Hmmm, I guess I was fuzzy on the details. I thought the SpecificData model
understood the standard logical types even when it was used on "generic"
data, which is apparently not the case!  I guess these conversions are
*only* built-in automatically when you use generated code.

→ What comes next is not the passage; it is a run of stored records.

//! Steps: the hook and case bodies the runner executes.
//!
//! A step is declared in one of three styles and always completes with a
//! single `Result<(), Failure>`:
//!
//! - [`Step::sync`] / [`Step::try_sync`]: a plain closure returning `()` or
//!   `Result<(), E>`.
//! - [`Step::future`] / [`Step::try_future`]: a closure returning a future;
//!   the step completes when the future resolves.
//! - [`Step::callback`]: a closure handed a [`Done`] handle; the step
//!   completes when the handle is signalled.
//!
//! Every style races a timer. Whichever finishes first decides the outcome.
//! Panics are caught and reported with the location they were raised at.

use std::cell::Cell;
use std::future::Future;
use std::panic::{catch_unwind, AssertUnwindSafe};
use std::sync::{Arc, Mutex, Once};
use std::time::Duration;

use futures_util::future::{self, LocalBoxFuture};
use futures_util::FutureExt;
use tokio::sync::oneshot;

use crate::error::{BoxError, Failure};

/// Outcome of a single step.
pub type Outcome = Result<(), Failure>;

/// A hook or case body, tagged with its completion style.
pub enum Step {
    Sync(Box<dyn Fn() -> Outcome>),
    Callback(Box<dyn Fn(Done)>),
    Future(Box<dyn Fn() -> LocalBoxFuture<'static, Outcome>>),
}

impl Step {
    /// A step that completes when the closure returns.
    pub fn sync<F>(f: F) -> Self
    where
        F: Fn() + 'static,
    {
        Step::Sync(Box::new(move || {
            f();
            Ok(())
        }))
    }

    /// Like [`sync`](Self::sync), failing with the returned error.
    ///
    /// ```rust,no_run
    /// use specrun::Step;
    ///
    /// let step = Step::try_sync(|| -> Result<(), std::num::ParseIntError> {
    ///     let _port: u16 = "8080".parse()?;
    ///     Ok(())
    /// });
    /// # drop(step);
    /// ```
    pub fn try_sync<F, E>(f: F) -> Self
    where
        F: Fn() -> Result<(), E> + 'static,
        E: Into<BoxError>,
    {
        Step::Sync(Box::new(move || f().map_err(Failure::from_error)))
    }

    /// A step that completes when the returned future resolves.
    ///
    /// ```rust,no_run
    /// use specrun::Step;
    /// use std::time::Duration;
    ///
    /// let step = Step::future(|| async {
    ///     tokio::time::sleep(Duration::from_millis(10)).await;
    /// });
    /// # drop(step);
    /// ```
    pub fn future<F, Fut>(f: F) -> Self
    where
        F: Fn() -> Fut + 'static,
        Fut: Future<Output = ()> + 'static,
    {
        Step::Future(Box::new(move || f().map(Ok::<(), Failure>).boxed_local()))
    }

    /// Like [`future`](Self::future), failing with the error the future
    /// resolves to.
    pub fn try_future<F, Fut, E>(f: F) -> Self
    where
        F: Fn() -> Fut + 'static,
        Fut: Future<Output = Result<(), E>> + 'static,
        E: Into<BoxError>,
    {
        Step::Future(Box::new(move || {
            f().map(|result| result.map_err(Failure::from_error))
                .boxed_local()
        }))
    }

    /// A step that completes when the [`Done`] handle is signalled.
    ///
    /// ```rust,no_run
    /// use specrun::Step;
    ///
    /// let step = Step::callback(|done| {
    ///     std::thread::spawn(move || done.ok());
    /// });
    /// # drop(step);
    /// ```
    pub fn callback<F>(f: F) -> Self
    where
        F: Fn(Done) + 'static,
    {
        Step::Callback(Box::new(f))
    }

    pub fn style(&self) -> &'static str {
        match self {
            Step::Sync(_) => "sync",
            Step::Callback(_) => "callback",
            Step::Future(_) => "future",
        }
    }
}

impl std::fmt::Debug for Step {
    fn fmt(&self, f: &mut std::fmt::Formatter<'_>) -> std::fmt::Result {
        write!(f, "Step::{}", self.style())
    }
}

/// Completion handle passed to callback-style steps.
///
/// Only the first signal counts; later ones (from clones, or after the step
/// already timed out) are ignored. The handle is `Send`, so it can be moved
/// into spawned tasks or threads.
#[derive(Clone)]
pub struct Done {
    slot: Arc<Mutex<Option<oneshot::Sender<Outcome>>>>,
}

impl Done {
    fn channel() -> (Done, oneshot::Receiver<Outcome>) {
        let (tx, rx) = oneshot::channel();
        let done = Done {
            slot: Arc::new(Mutex::new(Some(tx))),
        };
        (done, rx)
    }

    /// Signal success.
    pub fn ok(self) {
        self.signal(Ok(()));
    }

    /// Signal failure with `err`.
    pub fn fail(self, err: impl Into<BoxError>) {
        self.signal(Err(Failure::from_error(err)));
    }

    /// Signal with a result: success for `Ok`, failure for `Err`.
    pub fn finish<E: Into<BoxError>>(self, result: Result<(), E>) {
        self.signal(result.map_err(Failure::from_error));
    }

    /// Whether a signal has already been delivered.
    pub fn is_signalled(&self) -> bool {
        match self.slot.lock() {
            Ok(slot) => slot.is_none(),
            Err(poisoned) => poisoned.into_inner().is_none(),
        }
    }

    fn signal(&self, outcome: Outcome) {
        let sender = match self.slot.lock() {
            Ok(mut slot) => slot.take(),
            Err(poisoned) => poisoned.into_inner().take(),
        };
        if let Some(tx) = sender {
            // The receiver is gone once the step timed out.
            let _ = tx.send(outcome);
        }
    }
}

impl std::fmt::Debug for Done {
    fn fmt(&self, f: &mut std::fmt::Formatter<'_>) -> std::fmt::Result {
        f.debug_struct("Done")
            .field("signalled", &self.is_signalled())
            .finish()
    }
}

// ============================================================================
// Panic locations
// ============================================================================

thread_local! {
    static PANIC_LOCATION: Cell<Option<String>> = const { Cell::new(None) };
}

static LOCATION_HOOK: Once = Once::new();

/// Chain a panic hook that remembers where the last panic on each thread was
/// raised. The previous hook still runs.
fn record_panic_locations() {
    LOCATION_HOOK.call_once(|| {
        let previous = std::panic::take_hook();
        std::panic::set_hook(Box::new(move |info| {
            let location = info.location().map(|l| l.to_string());
            let _ = PANIC_LOCATION.try_with(|slot| slot.set(location));
            previous(info);
        }));
    });
}

fn panic_failure(payload: Box<dyn std::any::Any + Send>) -> Failure {
    let location = PANIC_LOCATION.try_with(Cell::take).ok().flatten();
    Failure::from_panic(payload, location)
}

/// Run `step` under `limit`. An absent step succeeds immediately.
pub async fn run_step(step: Option<&Step>, limit: Duration) -> Outcome {
    let Some(step) = step else {
        return Ok(());
    };

    tracing::trace!(style = step.style(), limit_ms = limit.as_millis() as u64, "running step");
    record_panic_locations();
    let _ = PANIC_LOCATION.try_with(Cell::take);

    match tokio::time::timeout(limit, drive(step)).await {
        Ok(outcome) => outcome,
        Err(_) => {
            tracing::warn!(style = step.style(), limit_ms = limit.as_millis() as u64, "step timed out");
            Err(Failure::Timeout(limit))
        }
    }
}

async fn drive(step: &Step) -> Outcome {
    match step {
        Step::Sync(f) => catch_unwind(AssertUnwindSafe(|| f())).unwrap_or_else(|p| Err(panic_failure(p))),
        Step::Callback(f) => {
            let (done, rx) = Done::channel();
            let handle = done.clone();
            if let Err(payload) = catch_unwind(AssertUnwindSafe(|| f(handle))) {
                // A signal delivered before the panic still wins.
                done.signal(Err(panic_failure(payload)));
            }
            drop(done);
            match rx.await {
                Ok(outcome) => outcome,
                // Every handle dropped unsignalled: wait for the timer.
                Err(_) => future::pending().await,
            }
        }
        Step::Future(f) => {
            let fut = match catch_unwind(AssertUnwindSafe(|| f())) {
                Ok(fut) => fut,
                Err(payload) => return Err(panic_failure(payload)),
            };
            AssertUnwindSafe(fut)
                .catch_unwind()
                .await
                .unwrap_or_else(|p| Err(panic_failure(p)))
        }
    }
}
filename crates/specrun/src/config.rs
//! Run configuration from command-line args and environment.

use std::time::Duration;

use crate::error::ConfigError;

/// Root-level timeout applied when nothing overrides it.
pub const DEFAULT_TIMEOUT: Duration = Duration::from_millis(5000);

pub const TIMEOUT_ENV: &str = "SPECRUN_TIMEOUT_MS";
pub const LOG_ENV: &str = "SPECRUN_LOG";

/// When to emit ANSI colors.
#[derive(Debug, Clone, Copy, PartialEq, Eq, Default)]
pub enum ColorChoice {
    #[default]
    Auto,
    Always,
    Never,
}

impl ColorChoice {
    fn parse(value: &str) -> Result<Self, ConfigError> {
        match value {
            "auto" => Ok(ColorChoice::Auto),
            "always" => Ok(ColorChoice::Always),
            "never" => Ok(ColorChoice::Never),
            other => Err(ConfigError::InvalidColor(other.to_string())),
        }
    }

    /// Resolve `Auto` against `NO_COLOR` (https://no-color.org/) and whether
    /// stdout is a terminal.
    pub fn enabled(self) -> bool {
        match self {
            ColorChoice::Always => true,
            ColorChoice::Never => false,
            ColorChoice::Auto => {
                std::env::var_os("NO_COLOR").is_none()
                    && std::io::IsTerminal::is_terminal(&std::io::stdout())
            }
        }
    }
}

/// Configuration for a run.
#[derive(Debug, Clone)]
pub struct RunConfig {
    /// Timeout of the root suite, inherited by everything below it.
    pub default_timeout: Duration,
    pub color: ColorChoice,
    /// Title printed as the root suite header.
    pub root_title: String,
}

impl Default for RunConfig {
    fn default() -> Self {
        RunConfig {
            default_timeout: DEFAULT_TIMEOUT,
            color: ColorChoice::Auto,
            root_title: "root".to_string(),
        }
    }
}

impl RunConfig {
    /// Parse from the process args (compatible with `cargo test -- <args>`)
    /// and environment.
    pub fn from_args() -> Result<Self, ConfigError> {
        let args: Vec<String> = std::env::args().skip(1).collect();
        Self::parse(&args, |key| std::env::var(key).ok())
    }

    /// Parse from explicit `args` (binary name excluded) and an environment
    /// lookup. Args win over the environment; unknown flags are ignored.
    pub fn parse(args: &[String], env: impl Fn(&str) -> Option<String>) -> Result<Self, ConfigError> {
        let mut config = RunConfig::default();

        if let Some(raw) = env(TIMEOUT_ENV).filter(|v| !v.is_empty()) {
            config.default_timeout = parse_timeout(&raw, "SPECRUN_TIMEOUT_MS")?;
        }
        if env("NO_COLOR").is_some() {
            config.color = ColorChoice::Never;
        }

        let mut i = 0;
        while i < args.len() {
            let arg = args[i].as_str();
            match arg {
                "--timeout" | "--color" => {
                    let value = args
                        .get(i + 1)
                        .ok_or_else(|| ConfigError::MissingValue(arg.to_string()))?;
                    config.apply(arg, value)?;
                    i += 1;
                }
                "--no-color" => config.color = ColorChoice::Never,
                _ => {
                    if let Some((flag, value)) = arg.split_once('=') {
                        if flag == "--timeout" || flag == "--color" {
                            config.apply(flag, value)?;
                        }
                    }
                }
            }
            i += 1;
        }

        Ok(config)
    }

    fn apply(&mut self, flag: &str, value: &str) -> Result<(), ConfigError> {
        match flag {
            "--timeout" => self.default_timeout = parse_timeout(value, "--timeout")?,
            "--color" => self.color = ColorChoice::parse(value)?,
            _ => {}
        }
        Ok(())
    }
}

fn parse_timeout(value: &str, origin: &'static str) -> Result<Duration, ConfigError> {
    value
        .trim()
        .parse::<u64>()
        .ok()
        .filter(|ms| *ms > 0)
        .map(Duration::from_millis)
        .ok_or_else(|| ConfigError::InvalidTimeout {
            value: value.to_string(),
            origin,
        })
}

#[cfg(test)]
mod tests {
    use super::*;
    use rstest::rstest;

    fn args(list: &[&str]) -> Vec<String> {
        list.iter().map(|s| s.to_string()).collect()
    }

    fn no_env(_: &str) -> Option<String> {
        None
    }

    #[test]
    fn defaults() {
        let config = RunConfig::parse(&[], no_env).unwrap();
        assert_eq!(config.default_timeout, DEFAULT_TIMEOUT);
        assert_eq!(config.color, ColorChoice::Auto);
        assert_eq!(config.root_title, "root");
    }

    #[rstest]
    #[case(&["--timeout", "250"], 250)]
    #[case(&["--timeout=750"], 750)]
    #[case(&["--nocapture", "--timeout", "10", "some_filter"], 10)]
    fn timeout_flag(#[case] input: &[&str], #[case] expected_ms: u64) {
        let config = RunConfig::parse(&args(input), no_env).unwrap();
        assert_eq!(config.default_timeout, Duration::from_millis(expected_ms));
    }

    #[rstest]
    #[case(&["--color", "always"], ColorChoice::Always)]
    #[case(&["--color=never"], ColorChoice::Never)]
    #[case(&["--no-color"], ColorChoice::Never)]
    #[case(&["--color", "auto"], ColorChoice::Auto)]
    fn color_flag(#[case] input: &[&str], #[case] expected: ColorChoice) {
        let config = RunConfig::parse(&args(input), no_env).unwrap();
        assert_eq!(config.color, expected);
    }

    #[test]
    fn environment_is_overridden_by_args() {
        let env = |key: &str| match key {
            TIMEOUT_ENV => Some("1200".to_string()),
            _ => None,
        };
        let config = RunConfig::parse(&[], env).unwrap();
        assert_eq!(config.default_timeout, Duration::from_millis(1200));

        let config = RunConfig::parse(&args(&["--timeout", "300"]), env).unwrap();
        assert_eq!(config.default_timeout, Duration::from_millis(300));
    }

    #[test]
    fn no_color_env_disables_color() {
        let env = |key: &str| (key == "NO_COLOR").then(String::new);
        let config = RunConfig::parse(&[], env).unwrap();
        assert_eq!(config.color, ColorChoice::Never);
    }

    #[rstest]
    #[case(&["--timeout", "soon"])]
    #[case(&["--timeout=0"])]
    #[case(&["--timeout=-5"])]
    fn bad_timeouts_are_rejected(#[case] input: &[&str]) {
        let err = RunConfig::parse(&args(input), no_env).unwrap_err();
        assert!(matches!(err, ConfigError::InvalidTimeout { origin: "--timeout", .. }));
    }

    #[test]
    fn missing_flag_value_is_rejected() {
        let err = RunConfig::parse(&args(&["--timeout"]), no_env).unwrap_err();
        assert_eq!(err, ConfigError::MissingValue("--timeout".into()));
    }

    #[test]
    fn bad_color_is_rejected() {
        let err = RunConfig::parse(&args(&["--color", "purple"]), no_env).unwrap_err();
        assert_eq!(err, ConfigError::InvalidColor("purple".into()));
    }

    #[test]
    fn forced_choices_ignore_terminal() {
        assert!(ColorChoice::Always.enabled());
        assert!(!ColorChoice::Never.enabled());
    }
}
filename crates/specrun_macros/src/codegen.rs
//! Code generation: turns the DSL AST into `specrun::Context` calls.

use proc_macro2::{Ident, Span, TokenStream};
use quote::quote;

use crate::dsl::*;

/// Name of the `&mut specrun::Context` binding threaded through the
/// generated closures. Leading underscores keep empty blocks warning-free.
fn ctx_ident() -> Ident {
    Ident::new("__specrun_ctx", Span::call_site())
}

// ============================================================================
// Public entry points
// ============================================================================

/// Generate a `fn main()` that declares the tree and hands it to `specrun::run`.
pub fn generate_main(suite: Suite) -> TokenStream {
    let body = generate_declarations(suite);
    quote! {
        fn main() {
            ::specrun::run(#body);
        }
    }
}

/// Generate a declaration closure `|ctx: &mut specrun::Context| { ... }`.
pub fn generate_declarations(suite: Suite) -> TokenStream {
    let ctx = ctx_ident();
    let items = generate_items(&suite.items);
    quote! {
        |#ctx: &mut ::specrun::Context| {
            #(#items)*
        }
    }
}

// ============================================================================
// Item generation
// ============================================================================

fn generate_items(items: &[DslItem]) -> Vec<TokenStream> {
    items
        .iter()
        .map(|item| match item {
            DslItem::Describe(block) => generate_describe(block),
            DslItem::It(block) => generate_it(block),
            DslItem::Hook(block) => generate_hook(block),
        })
        .collect()
}

fn generate_describe(block: &DescribeBlock) -> TokenStream {
    let ctx = ctx_ident();
    let name = &block.name;
    let inner = generate_items(&block.items);

    match block.timeout_ms {
        Some(ms) => quote! {
            #ctx.describe_with_timeout(#name, #ms, |#ctx: &mut ::specrun::Context| {
                #(#inner)*
            });
        },
        None => quote! {
            #ctx.describe(#name, |#ctx: &mut ::specrun::Context| {
                #(#inner)*
            });
        },
    }
}

fn generate_it(block: &ItBlock) -> TokenStream {
    let ctx = ctx_ident();
    let name = &block.name;
    let step = generate_step(&block.modifiers, &block.body);
    let timeout = generate_timeout(block.modifiers.timeout_ms);
    quote! {
        #ctx.case(#name, #step)#timeout;
    }
}

fn generate_hook(block: &HookBlock) -> TokenStream {
    let ctx = ctx_ident();
    let method = Ident::new(block.kind.keyword(), Span::call_site());
    let step = generate_step(&block.modifiers, &block.body);
    let timeout = generate_timeout(block.modifiers.timeout_ms);
    quote! {
        #ctx.#method(#step)#timeout;
    }
}

/// Wrap a body in the `specrun::Step` constructor for its style.
///
/// `try` bodies get an explicit `BoxError` error type so `?` works on any
/// error without annotations.
fn generate_step(modifiers: &Modifiers, body: &TokenStream) -> TokenStream {
    match (&modifiers.style, modifiers.fallible) {
        (Style::Sync, false) => quote! {
            ::specrun::Step::sync(|| { #body })
        },
        (Style::Sync, true) => quote! {
            ::specrun::Step::try_sync(
                || -> ::std::result::Result<(), ::specrun::BoxError> { #body }
            )
        },
        (Style::Async, false) => quote! {
            ::specrun::Step::future(|| async { #body })
        },
        (Style::Async, true) => quote! {
            ::specrun::Step::try_future::<_, _, ::specrun::BoxError>(|| async { #body })
        },
        // The parser rejects `try` on callback bodies.
        (Style::Callback(done), _) => quote! {
            ::specrun::Step::callback(|#done: ::specrun::Done| { #body })
        },
    }
}

fn generate_timeout(timeout_ms: Option<u64>) -> TokenStream {
    match timeout_ms {
        Some(ms) => quote! { .timeout(#ms) },
        None => quote! {},
    }
}
use std::collections::HashMap;
use std::sync::Arc;
use std::sync::atomic::{AtomicBool, Ordering};

use tracing::info;

use busbar_domain::report::EventMetadata;
use busbar_domain::wire::RecordFormat;

use crate::domain::repository::PayloadProbe;
use crate::domain::types::ClusterTopology;

/// Per-cluster payload decoder.
#[derive(Debug, Clone)]
pub struct PayloadInspector {
    pub cluster: String,
    pub format: RecordFormat,
}

/// Shared registry of payload inspectors, keyed by cluster name.
///
/// Opened once at startup from the cluster topology and closed on
/// shutdown; ingestion and diagnostics share it through cheap clones.
/// After `close` every lookup misses, so late callers degrade to "no
/// metadata" instead of touching torn-down state.
#[derive(Clone)]
pub struct PayloadInspectorRegistry {
    inner: Arc<RegistryInner>,
}

struct RegistryInner {
    inspectors: HashMap<String, PayloadInspector>,
    closed: AtomicBool,
}

impl PayloadInspectorRegistry {
    pub fn open(topology: &ClusterTopology) -> Self {
        let inspectors = topology
            .clusters()
            .iter()
            .map(|cluster| {
                (
                    cluster.name.clone(),
                    PayloadInspector {
                        cluster: cluster.name.clone(),
                        format: cluster.format,
                    },
                )
            })
            .collect::<HashMap<_, _>>();
        info!(count = inspectors.len(), "payload inspectors opened");
        Self {
            inner: Arc::new(RegistryInner {
                inspectors,
                closed: AtomicBool::new(false),
            }),
        }
    }

    pub fn close(&self) {
        self.inner.closed.store(true, Ordering::SeqCst);
        info!("payload inspectors closed");
    }

    fn is_closed(&self) -> bool {
        self.inner.closed.load(Ordering::SeqCst)
    }

    /// Best-effort decode of a stored payload into JSON.
    ///
    /// The cluster's configured framing wins while it agrees with the
    /// bytes; otherwise the sniffed framing decides, and unframed bytes
    /// are tried as bare JSON.
    fn decode(&self, cluster: Option<&str>, payload: &[u8]) -> Option<serde_json::Value> {
        if self.is_closed() {
            return None;
        }
        let sniffed = RecordFormat::sniff(payload);
        let format = cluster
            .and_then(|name| self.inner.inspectors.get(name))
            .map(|inspector| inspector.format)
            .filter(|format| sniffed == Some(*format))
            .or(sniffed);
        let body = match format {
            Some(format) => format.strip(payload)?,
            None => payload,
        };
        serde_json::from_slice(body).ok()
    }

    /// Human-readable rendering of a stored payload for diagnostics.
    pub fn describe(&self, cluster: Option<&str>, payload: &[u8]) -> String {
        match self.decode(cluster, payload) {
            Some(value) => value.to_string(),
            None => {
                let head = &payload[..payload.len().min(8)];
                format!("{} opaque bytes, starting {head:02x?}", payload.len())
            }
        }
    }
}

impl PayloadProbe for PayloadInspectorRegistry {
    fn probe_metadata(&self, cluster: Option<&str>, payload: &[u8]) -> Option<EventMetadata> {
        let value = self.decode(cluster, payload)?;
        let metadata = value.get("metadata")?.clone();
        serde_json::from_value(metadata).ok()
    }
}
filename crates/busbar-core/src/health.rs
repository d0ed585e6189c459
use axum::http::StatusCode;

/// Handler for `GET /healthz` — liveness only.
///
/// Readiness is service-specific (a consumer gates on its store, a
/// gateway on its brokers), so every service mounts its own `/readyz`.
pub async fn healthz() -> StatusCode {
    StatusCode::OK
}
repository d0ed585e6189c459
use axum::http::HeaderValue;
use tower_http::request_id::{MakeRequestId, RequestId, SetRequestIdLayer};
use uuid::Uuid;

/// Stamps every request with a fresh `x-request-id`.
///
/// Ids are UUIDv7 so they sort by arrival time in aggregated logs.
#[derive(Clone, Default)]
pub struct MakeUuidRequestId;

impl MakeRequestId for MakeUuidRequestId {
    fn make_request_id<B>(&mut self, _request: &axum::http::Request<B>) -> Option<RequestId> {
        HeaderValue::try_from(Uuid::now_v7().to_string())
            .ok()
            .map(RequestId::new)
    }
}

/// Build the request-id layer. Apply with `.layer(request_id_layer())` in router.
pub fn request_id_layer() -> SetRequestIdLayer<MakeUuidRequestId> {
    SetRequestIdLayer::new(
        axum::http::HeaderName::from_static("x-request-id"),
        MakeUuidRequestId,
    )
}
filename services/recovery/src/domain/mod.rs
pub mod repository;
pub mod types;
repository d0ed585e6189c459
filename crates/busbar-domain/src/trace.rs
use serde::{Deserialize, Serialize};

/// Distributed trace coordinates captured when a failure report arrives.
///
/// Replayed messages reuse these so the redelivery shows up in the same
/// trace as the original processing attempt.
#[derive(Debug, Clone, PartialEq, Eq, Serialize, Deserialize)]
pub struct TraceContext {
    pub trace_id: String,
    pub span_id: String,
}

impl TraceContext {
    pub fn new(trace_id: impl Into<String>, span_id: impl Into<String>) -> Self {
        Self {
            trace_id: trace_id.into(),
            span_id: span_id.into(),
        }
    }
}
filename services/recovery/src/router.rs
use axum::extract::State;
use axum::http::StatusCode;
use axum::{Router, routing::get};
use tower_http::trace::TraceLayer;

use busbar_core::health::healthz;
use busbar_core::middleware::request_id_layer;

use crate::state::AppState;

pub fn build_router(state: AppState) -> Router {
    Router::new()
        // Health
        .route("/healthz", get(healthz))
        .route("/readyz", get(readyz))
        .layer(TraceLayer::new_for_http())
        .layer(request_id_layer())
        .with_state(state)
}

/// Handler for `GET /readyz` — readiness gates on the store. An instance
/// that cannot reach the database can neither ingest nor retry.
async fn readyz(State(state): State<AppState>) -> StatusCode {
    match state.db.ping().await {
        Ok(()) => StatusCode::OK,
        Err(_) => StatusCode::SERVICE_UNAVAILABLE,
    }
}
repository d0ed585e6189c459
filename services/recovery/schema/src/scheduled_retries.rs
use sea_orm::entity::prelude::*;

/// A pending automatic resend of a failure record's causing event.
///
/// `claimed_at` marks the job as taken by one scheduler instance; the claim
/// update is conditioned on `version` so concurrent instances cannot both
/// win.
#[derive(Clone, Debug, PartialEq, Eq, DeriveEntityModel)]
#[sea_orm(table_name = "scheduled_retries")]
pub struct Model {
    #[sea_orm(primary_key, auto_increment = false)]
    pub id: Uuid,
    pub failure_record_id: Uuid,
    pub due_at: chrono::DateTime<chrono::Utc>,
    pub cancelled: bool,
    pub claimed_at: Option<chrono::DateTime<chrono::Utc>>,
    pub resolved_at: Option<chrono::DateTime<chrono::Utc>>,
    pub version: i32,
    pub created_at: chrono::DateTime<chrono::Utc>,
}

#[derive(Copy, Clone, Debug, EnumIter, DeriveRelation)]
pub enum Relation {
    #[sea_orm(
        belongs_to = "super::failure_records::Entity",
        from = "Column::FailureRecordId",
        to = "super::failure_records::Column::Id"
    )]
    FailureRecord,
}

impl Related<super::failure_records::Entity> for Entity {
    fn to() -> RelationDef {
        Relation::FailureRecord.def()
    }
}

impl ActiveModelBehavior for ActiveModel {}
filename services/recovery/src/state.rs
use sea_orm::DatabaseConnection;

use crate::infra::inspect::PayloadInspectorRegistry;

/// Shared application state passed to handlers via axum `State`.
#[derive(Clone)]
pub struct AppState {
    pub db: DatabaseConnection,
    pub inspectors: PayloadInspectorRegistry,
}
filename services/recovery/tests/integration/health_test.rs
use axum::http::StatusCode;
use axum_test::TestServer;
use sea_orm::DatabaseConnection;

use busbar_recovery::domain::types::ClusterTopology;
use busbar_recovery::infra::inspect::PayloadInspectorRegistry;
use busbar_recovery::router::build_router;
use busbar_recovery::state::AppState;

fn server() -> TestServer {
    let state = AppState {
        db: DatabaseConnection::default(),
        inspectors: PayloadInspectorRegistry::open(&ClusterTopology::default()),
    };
    TestServer::new(build_router(state)).unwrap()
}

#[tokio::test]
async fn should_serve_liveness_unconditionally() {
    let response = server().get("/healthz").await;
    response.assert_status_ok();
}

#[tokio::test]
async fn should_gate_readiness_on_the_store() {
    // A disconnected store keeps the instance live but not ready.
    let response = server().get("/readyz").await;
    assert_eq!(response.status_code(), StatusCode::SERVICE_UNAVAILABLE);
}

For the reasoning, keep in mind the schema and binary representation didn't
really change between 1.7.x and 1.8.x!  A producer and consumer of Avro
binary data could be using two different versions of Avro and still
communicate successfully (1.7.x ignoring the logical type).  More
importantly, the API between the two was impressively compatible.  This was
particularly important in 2015/2016 when there were so many different
versions (and distributions) of Hadoop and Spark that were very gradually
transitioning between 1.7.x and 1.8.x -- I know we were writing libraries
using Avro that should run correctly with either 1.7.x or 1.8.x, even with
data generated by 1.8.x.

Versioning and compatibility is still a hot topic of conversation for Avro
today... it's definitely not a solved problem.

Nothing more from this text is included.